Inspired by this comment by @miguel.taylor , I want to write custom user metadata to the object metadata. However, running the pipeline with this code in place causes the pipeline to exit with code 139, a signal segmentation violation. It seems there must be some problem in the way the Python performs memory allocation. What could be the issue here? Given that it seems to work well for others in the linked thread.
The code used for writing user meta data to the object meta:
I have not been able to set up a gdb tool yet. As you can see from the code, I’m working with the Python binding and not C code, so using gdb is not as trivial. I will try to setup a debugging tool like this ASAP.
I did try to get more information by using the debug logging with GST_DEBUG=5. Unfortunately this did not result in a clear log at the point where it goes wrong. The logs are extremely long and there was no mention of the SIGSEGV signal or code 139 in the final parts.
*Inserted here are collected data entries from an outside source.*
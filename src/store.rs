//! Document store abstraction and the in-process reference backend.
//!
//! The store is the external collaborator: it only understands documents by
//! key plus lexicographic range scans over the records' geohash field, and it
//! can feed live changes for a subscribed range. Consistency and durability
//! are the backend's problem, not modeled here.

use crate::error::{GeoWatchError, Result};
use parking_lot::RwLock;
use serde_json::Value;
use std::collections::{BTreeMap, BTreeSet, HashMap};
use std::sync::Arc;
use uuid::Uuid;

/// Handle identifying one live range subscription.
pub type SubscriptionId = Uuid;

/// A live change for a document inside a subscribed range.
///
/// Immutable, consumed once. `Removed` also fires when a document's geohash
/// moves out of the subscribed range, mirroring how a range-scoped feed on a
/// real store behaves.
#[derive(Debug, Clone, PartialEq)]
pub enum LocationChange {
    /// The document was created or updated and its geohash lies in the range.
    Updated(Value),
    /// The document was deleted, or its geohash left the range.
    Removed,
}

/// Receiver for live changes on one subscribed range.
pub trait RangeListener: Send + Sync {
    fn on_change(&self, key: &str, change: LocationChange);
}

/// Trait for document store backends.
///
/// Implementations use interior mutability; all methods take `&self` so one
/// store can be shared across queries behind an `Arc`. Backend failures map
/// to [`GeoWatchError::StoreUnavailable`].
pub trait DocumentStore: Send + Sync {
    /// Fetch a document by key.
    fn get_document(&self, key: &str) -> Result<Option<Value>>;

    /// Create or replace a document.
    fn set_document(&self, key: &str, value: Value) -> Result<()>;

    /// Delete a document. Deleting an absent key is a no-op.
    fn delete_document(&self, key: &str) -> Result<()>;

    /// All documents whose geohash field lies in `[start, end)`, ascending by
    /// geohash.
    fn scan_range(&self, start: &str, end: &str) -> Result<Vec<(String, Value)>>;

    /// Subscribe to live changes for documents whose geohash lies in
    /// `[start, end)`, from now on.
    fn subscribe_range(
        &self,
        start: &str,
        end: &str,
        listener: Arc<dyn RangeListener>,
    ) -> Result<SubscriptionId>;

    /// Cancel a subscription. Unknown ids are a no-op.
    fn unsubscribe(&self, id: SubscriptionId) -> Result<()>;
}

struct Subscription {
    start: String,
    end: String,
    listener: Arc<dyn RangeListener>,
}

impl Subscription {
    fn covers(&self, term: &str) -> bool {
        self.start.as_str() <= term && term < self.end.as_str()
    }
}

#[derive(Default)]
struct StoreState {
    /// Primary map: key -> raw document.
    docs: BTreeMap<String, Value>,
    /// Secondary index over the geohash field: (geohash, key).
    index: BTreeSet<(String, String)>,
    subscriptions: HashMap<SubscriptionId, Subscription>,
}

/// In-memory store backend.
///
/// Reference implementation of [`DocumentStore`] used in tests and as a
/// template for real backends. Listener notification happens after the
/// internal lock is released, so a listener may call back into the store.
#[derive(Default)]
pub struct MemoryStore {
    state: RwLock<StoreState>,
}

/// The geohash index term of a document, if it carries one.
///
/// Documents without a string `"g"` field are stored but invisible to range
/// scans and subscriptions.
fn index_term(value: &Value) -> Option<String> {
    value.get("g").and_then(Value::as_str).map(str::to_owned)
}

impl MemoryStore {
    pub fn new() -> Self {
        Self::default()
    }

    fn notify(notifications: Vec<(Arc<dyn RangeListener>, String, LocationChange)>) {
        for (listener, key, change) in notifications {
            listener.on_change(&key, change);
        }
    }
}

impl DocumentStore for MemoryStore {
    fn get_document(&self, key: &str) -> Result<Option<Value>> {
        Ok(self.state.read().docs.get(key).cloned())
    }

    fn set_document(&self, key: &str, value: Value) -> Result<()> {
        let notifications = {
            let mut state = self.state.write();

            let new_term = index_term(&value);
            let old = state.docs.insert(key.to_string(), value.clone());
            let old_term = old.as_ref().and_then(index_term);

            if let Some(term) = &old_term {
                state.index.remove(&(term.clone(), key.to_string()));
            }
            if let Some(term) = &new_term {
                state.index.insert((term.clone(), key.to_string()));
            }

            let mut notifications = Vec::new();
            for sub in state.subscriptions.values() {
                let was_in = old_term.as_deref().is_some_and(|t| sub.covers(t));
                let now_in = new_term.as_deref().is_some_and(|t| sub.covers(t));
                if now_in {
                    notifications.push((
                        Arc::clone(&sub.listener),
                        key.to_string(),
                        LocationChange::Updated(value.clone()),
                    ));
                } else if was_in {
                    notifications.push((
                        Arc::clone(&sub.listener),
                        key.to_string(),
                        LocationChange::Removed,
                    ));
                }
            }
            notifications
        };

        Self::notify(notifications);
        Ok(())
    }

    fn delete_document(&self, key: &str) -> Result<()> {
        let notifications = {
            let mut state = self.state.write();
            let Some(old) = state.docs.remove(key) else {
                return Ok(());
            };
            let old_term = index_term(&old);
            if let Some(term) = &old_term {
                state.index.remove(&(term.clone(), key.to_string()));
            }

            state
                .subscriptions
                .values()
                .filter(|sub| old_term.as_deref().is_some_and(|t| sub.covers(t)))
                .map(|sub| {
                    (
                        Arc::clone(&sub.listener),
                        key.to_string(),
                        LocationChange::Removed,
                    )
                })
                .collect::<Vec<_>>()
        };

        Self::notify(notifications);
        Ok(())
    }

    fn scan_range(&self, start: &str, end: &str) -> Result<Vec<(String, Value)>> {
        if start > end {
            return Err(GeoWatchError::InvalidInput(format!(
                "scan start {start:?} sorts above end {end:?}"
            )));
        }
        let state = self.state.read();
        let lo = (start.to_string(), String::new());
        let hi = (end.to_string(), String::new());
        Ok(state
            .index
            .range(lo..hi)
            .map(|(_, key)| {
                let value = state
                    .docs
                    .get(key)
                    .cloned()
                    .expect("index entries always shadow a document");
                (key.clone(), value)
            })
            .collect())
    }

    fn subscribe_range(
        &self,
        start: &str,
        end: &str,
        listener: Arc<dyn RangeListener>,
    ) -> Result<SubscriptionId> {
        let id = Uuid::new_v4();
        self.state.write().subscriptions.insert(
            id,
            Subscription {
                start: start.to_string(),
                end: end.to_string(),
                listener,
            },
        );
        Ok(id)
    }

    fn unsubscribe(&self, id: SubscriptionId) -> Result<()> {
        self.state.write().subscriptions.remove(&id);
        Ok(())
    }
}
What also makes debugging more difficult is that we had some other problems in the pipeline due to which we had to move the demuxer to after the tracker. With this change in place the pipeline no longer crashes at every run. Instead, the pipeline most of the time runs fully but does still exit with code 139 instead of code 0.
I also dove deeper into this thread. From there I found out that the way custom user meta is added with the Python bindings was changed in release 1.1.10. I tried the new method, but it did not work with the Python bindings we are using. I have requested that we try to update, but that is still ongoing.
I looked into the pyds version that was running in our code to see if it could be upgraded to 1.1.10. Unfortunately, we cannot upgrade to any deepstream version than 6.0.1 because that is the last DS version for the old generation Jetson Nano which we still use. So the current version is 1.1.1 and updating is not a possibility.
I would also rather not implement the copy and release interfaces in the binding code due to the added complexity. Our team does everything in Python and in this case I would rather have it work than have it be more efficient.
For remark 2, the pipeline fully works without the added custom user metadata. Since the custom user metadata will be an added feature to a pipeline that’s already running in production, making big changes in the pipeline would probably not be worth it.
What would be the simplifications that I should look into? The code for adding the custom metadata seems like it should be correct, so I’m not sure which other elements the conflicts could come from.